» Provided information:
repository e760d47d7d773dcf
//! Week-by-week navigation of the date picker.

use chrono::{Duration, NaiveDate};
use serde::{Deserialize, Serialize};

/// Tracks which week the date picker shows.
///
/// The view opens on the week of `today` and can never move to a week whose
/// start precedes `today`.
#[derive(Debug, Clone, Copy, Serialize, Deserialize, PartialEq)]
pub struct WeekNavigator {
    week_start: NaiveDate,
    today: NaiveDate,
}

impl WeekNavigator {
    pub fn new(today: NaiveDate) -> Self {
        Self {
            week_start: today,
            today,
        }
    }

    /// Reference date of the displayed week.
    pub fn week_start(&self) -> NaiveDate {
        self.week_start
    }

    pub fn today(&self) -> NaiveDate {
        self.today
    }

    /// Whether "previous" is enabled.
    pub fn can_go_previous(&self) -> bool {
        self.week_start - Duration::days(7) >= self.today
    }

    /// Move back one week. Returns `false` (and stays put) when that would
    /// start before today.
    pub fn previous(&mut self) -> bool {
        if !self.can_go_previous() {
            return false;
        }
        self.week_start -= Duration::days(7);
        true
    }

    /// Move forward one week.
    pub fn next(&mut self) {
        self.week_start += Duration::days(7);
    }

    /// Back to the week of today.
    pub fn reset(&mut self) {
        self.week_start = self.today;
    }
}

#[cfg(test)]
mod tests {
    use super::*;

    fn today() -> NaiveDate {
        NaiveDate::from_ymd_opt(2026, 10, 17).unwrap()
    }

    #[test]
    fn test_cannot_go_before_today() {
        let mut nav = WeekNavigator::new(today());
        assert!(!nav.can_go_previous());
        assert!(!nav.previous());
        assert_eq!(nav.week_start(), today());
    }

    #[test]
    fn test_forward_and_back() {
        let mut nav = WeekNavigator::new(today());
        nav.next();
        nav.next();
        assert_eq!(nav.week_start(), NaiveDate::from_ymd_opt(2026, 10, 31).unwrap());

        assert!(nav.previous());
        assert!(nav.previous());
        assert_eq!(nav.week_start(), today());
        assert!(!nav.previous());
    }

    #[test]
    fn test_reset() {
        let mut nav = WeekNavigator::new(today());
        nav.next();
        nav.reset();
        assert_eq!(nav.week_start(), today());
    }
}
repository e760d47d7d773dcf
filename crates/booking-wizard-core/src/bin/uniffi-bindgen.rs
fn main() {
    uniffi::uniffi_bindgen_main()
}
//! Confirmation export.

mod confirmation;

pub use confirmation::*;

--

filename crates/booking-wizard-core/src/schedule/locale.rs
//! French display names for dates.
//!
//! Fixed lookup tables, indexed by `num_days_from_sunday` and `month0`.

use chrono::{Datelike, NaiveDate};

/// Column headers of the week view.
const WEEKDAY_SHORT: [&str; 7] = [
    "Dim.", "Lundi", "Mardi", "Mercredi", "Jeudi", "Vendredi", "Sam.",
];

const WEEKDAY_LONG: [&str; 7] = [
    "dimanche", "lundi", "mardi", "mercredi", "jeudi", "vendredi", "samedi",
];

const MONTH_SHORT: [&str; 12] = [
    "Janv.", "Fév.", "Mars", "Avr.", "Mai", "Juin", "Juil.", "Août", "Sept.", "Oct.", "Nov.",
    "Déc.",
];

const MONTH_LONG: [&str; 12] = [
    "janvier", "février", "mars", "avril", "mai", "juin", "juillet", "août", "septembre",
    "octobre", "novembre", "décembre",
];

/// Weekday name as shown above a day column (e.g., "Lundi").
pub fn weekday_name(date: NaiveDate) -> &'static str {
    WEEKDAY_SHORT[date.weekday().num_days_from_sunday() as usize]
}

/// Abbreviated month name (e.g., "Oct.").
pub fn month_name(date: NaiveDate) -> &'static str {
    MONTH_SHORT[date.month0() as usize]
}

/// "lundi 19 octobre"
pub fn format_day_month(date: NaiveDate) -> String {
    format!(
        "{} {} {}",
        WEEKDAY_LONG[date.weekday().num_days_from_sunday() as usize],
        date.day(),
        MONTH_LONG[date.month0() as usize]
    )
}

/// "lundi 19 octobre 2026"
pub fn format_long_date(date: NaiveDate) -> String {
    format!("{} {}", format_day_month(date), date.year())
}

==

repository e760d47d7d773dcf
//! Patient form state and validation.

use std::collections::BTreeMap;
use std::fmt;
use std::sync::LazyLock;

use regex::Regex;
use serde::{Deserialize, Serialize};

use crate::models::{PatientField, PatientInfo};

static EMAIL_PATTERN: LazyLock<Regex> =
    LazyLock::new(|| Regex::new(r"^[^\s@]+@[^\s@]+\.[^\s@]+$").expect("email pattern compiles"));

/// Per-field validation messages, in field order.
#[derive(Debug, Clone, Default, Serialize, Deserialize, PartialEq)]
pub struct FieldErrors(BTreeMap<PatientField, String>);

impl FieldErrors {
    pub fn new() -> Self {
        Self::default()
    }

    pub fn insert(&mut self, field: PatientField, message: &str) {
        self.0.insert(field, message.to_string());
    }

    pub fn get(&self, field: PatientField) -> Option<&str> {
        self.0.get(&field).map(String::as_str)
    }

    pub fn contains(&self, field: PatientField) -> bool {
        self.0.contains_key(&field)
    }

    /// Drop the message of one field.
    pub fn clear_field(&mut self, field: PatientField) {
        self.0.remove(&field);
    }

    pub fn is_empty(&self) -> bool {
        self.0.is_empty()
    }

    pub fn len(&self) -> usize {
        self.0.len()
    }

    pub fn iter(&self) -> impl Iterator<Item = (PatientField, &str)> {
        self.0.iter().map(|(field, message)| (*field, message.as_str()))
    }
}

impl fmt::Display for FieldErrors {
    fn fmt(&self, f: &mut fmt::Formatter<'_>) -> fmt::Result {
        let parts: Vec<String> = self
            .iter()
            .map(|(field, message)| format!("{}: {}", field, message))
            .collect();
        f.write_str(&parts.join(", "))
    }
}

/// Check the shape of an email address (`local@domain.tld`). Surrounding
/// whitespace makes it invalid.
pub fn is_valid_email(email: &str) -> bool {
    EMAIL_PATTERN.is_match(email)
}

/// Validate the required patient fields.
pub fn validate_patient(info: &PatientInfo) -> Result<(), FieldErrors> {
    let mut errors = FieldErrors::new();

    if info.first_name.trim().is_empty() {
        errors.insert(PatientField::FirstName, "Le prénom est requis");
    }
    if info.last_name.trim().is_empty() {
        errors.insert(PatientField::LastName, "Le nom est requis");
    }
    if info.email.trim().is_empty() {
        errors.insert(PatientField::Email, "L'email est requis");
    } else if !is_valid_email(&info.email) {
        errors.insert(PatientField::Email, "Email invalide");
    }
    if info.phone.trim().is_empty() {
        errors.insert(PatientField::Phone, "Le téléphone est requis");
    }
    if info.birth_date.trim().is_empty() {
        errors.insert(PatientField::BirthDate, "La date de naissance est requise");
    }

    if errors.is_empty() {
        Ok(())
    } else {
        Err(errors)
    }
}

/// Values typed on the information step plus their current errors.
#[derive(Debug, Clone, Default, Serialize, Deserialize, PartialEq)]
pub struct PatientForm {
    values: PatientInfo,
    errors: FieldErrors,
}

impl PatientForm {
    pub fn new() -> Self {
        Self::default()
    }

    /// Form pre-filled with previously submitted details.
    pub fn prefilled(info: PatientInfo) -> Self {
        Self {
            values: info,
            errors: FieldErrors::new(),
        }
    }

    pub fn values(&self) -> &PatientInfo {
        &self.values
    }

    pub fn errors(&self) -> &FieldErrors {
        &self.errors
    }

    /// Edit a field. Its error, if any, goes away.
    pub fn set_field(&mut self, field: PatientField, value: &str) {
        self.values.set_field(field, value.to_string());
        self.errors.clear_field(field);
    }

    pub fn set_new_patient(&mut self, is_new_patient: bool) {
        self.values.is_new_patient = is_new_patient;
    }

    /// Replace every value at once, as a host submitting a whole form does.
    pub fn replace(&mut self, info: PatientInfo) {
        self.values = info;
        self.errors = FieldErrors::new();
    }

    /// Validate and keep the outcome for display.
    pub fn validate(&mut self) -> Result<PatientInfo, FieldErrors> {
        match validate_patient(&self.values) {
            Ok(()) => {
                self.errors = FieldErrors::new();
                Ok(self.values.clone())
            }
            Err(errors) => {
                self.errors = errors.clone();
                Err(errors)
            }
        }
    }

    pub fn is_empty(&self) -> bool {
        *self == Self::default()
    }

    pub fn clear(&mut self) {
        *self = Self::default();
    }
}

» Assignment: Going through the records above, state how many lines carry "const", with no other text.

» Answer section: 4